━━━ Task inputs ━━━
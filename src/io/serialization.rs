// Copyright (c) 2025, Jason Jenkins
// SPDX-License-Identifier: BSD-3-Clause

//! Project document serialization and deserialization.
//!
//! Projects are written as JSON or YAML, chosen by file extension.

use crate::error::{Error, Result};
use crate::models::project::ProjectData;
use std::path::Path;

/// On-disk encoding of a project document.
#[derive(Debug, Clone, Copy, PartialEq, Eq)]
pub enum ProjectFormat {
    Json,
    Yaml,
}

impl ProjectFormat {
    /// Pick the encoding from a path's extension.
    pub fn from_path(path: &Path) -> Result<Self> {
        let extension = path
            .extension()
            .and_then(|e| e.to_str())
            .map(str::to_ascii_lowercase);
        match extension.as_deref() {
            Some("json") => Ok(Self::Json),
            Some("yaml") | Some("yml") => Ok(Self::Yaml),
            _ => Err(Error::UnsupportedExtension(path.to_path_buf())),
        }
    }
}

/// Write a project to `path` in the format its extension names.
pub fn write_project(data: &ProjectData, path: &Path) -> Result<()> {
    match ProjectFormat::from_path(path)? {
        ProjectFormat::Json => export_json(data, path)?,
        ProjectFormat::Yaml => export_yaml(data, path)?,
    }
    log::info!(
        "Saved project with {} element(s) to {}",
        data.elements.len(),
        path.display()
    );
    Ok(())
}

/// Parse the project at `path`. Nothing is applied to a session here.
pub fn read_project(path: &Path) -> Result<ProjectData> {
    let data = match ProjectFormat::from_path(path)? {
        ProjectFormat::Json => import_json(path)?,
        ProjectFormat::Yaml => import_yaml(path)?,
    };
    log::info!(
        "Read project '{}' {} with {} element(s) from {}",
        data.project_info.app_name,
        data.project_info.app_version,
        data.elements.len(),
        path.display()
    );
    Ok(data)
}

/// Export project data to YAML format.
pub fn export_yaml(data: &ProjectData, path: &Path) -> Result<()> {
    let yaml = serde_yaml::to_string(data)?;
    std::fs::write(path, yaml)?;
    Ok(())
}

/// Export project data to JSON format.
pub fn export_json(data: &ProjectData, path: &Path) -> Result<()> {
    let json = serde_json::to_string_pretty(data)?;
    std::fs::write(path, json)?;
    Ok(())
}

/// Import project data from YAML format.
pub fn import_yaml(path: &Path) -> Result<ProjectData> {
    let yaml = std::fs::read_to_string(path)?;
    let data = serde_yaml::from_str(&yaml)?;
    Ok(data)
}

/// Import project data from JSON format.
pub fn import_json(path: &Path) -> Result<ProjectData> {
    let json = std::fs::read_to_string(path)?;
    let data = serde_json::from_str(&json)?;
    Ok(data)
}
━━━
■ **What is being asked**:
Word for word, restate the lines of the listing above starting at the line with "a session here." and ending at the line with "from YAML format.", and nothing outside them.

■ **Result**:
/// Parse the project at `path`. Nothing is applied to a session here.
pub fn read_project(path: &Path) -> Result<ProjectData> {
    let data = match ProjectFormat::from_path(path)? {
        ProjectFormat::Json => import_json(path)?,
        ProjectFormat::Yaml => import_yaml(path)?,
    };
    log::info!(
        "Read project '{}' {} with {} element(s) from {}",
        data.project_info.app_name,
        data.project_info.app_version,
        data.elements.len(),
        path.display()
    );
    Ok(data)
}

/// Export project data to YAML format.
pub fn export_yaml(data: &ProjectData, path: &Path) -> Result<()> {
    let yaml = serde_yaml::to_string(data)?;
    std::fs::write(path, yaml)?;
    Ok(())
}

/// Export project data to JSON format.
pub fn export_json(data: &ProjectData, path: &Path) -> Result<()> {
    let json = serde_json::to_string_pretty(data)?;
    std::fs::write(path, json)?;
    Ok(())
}

/// Import project data from YAML format.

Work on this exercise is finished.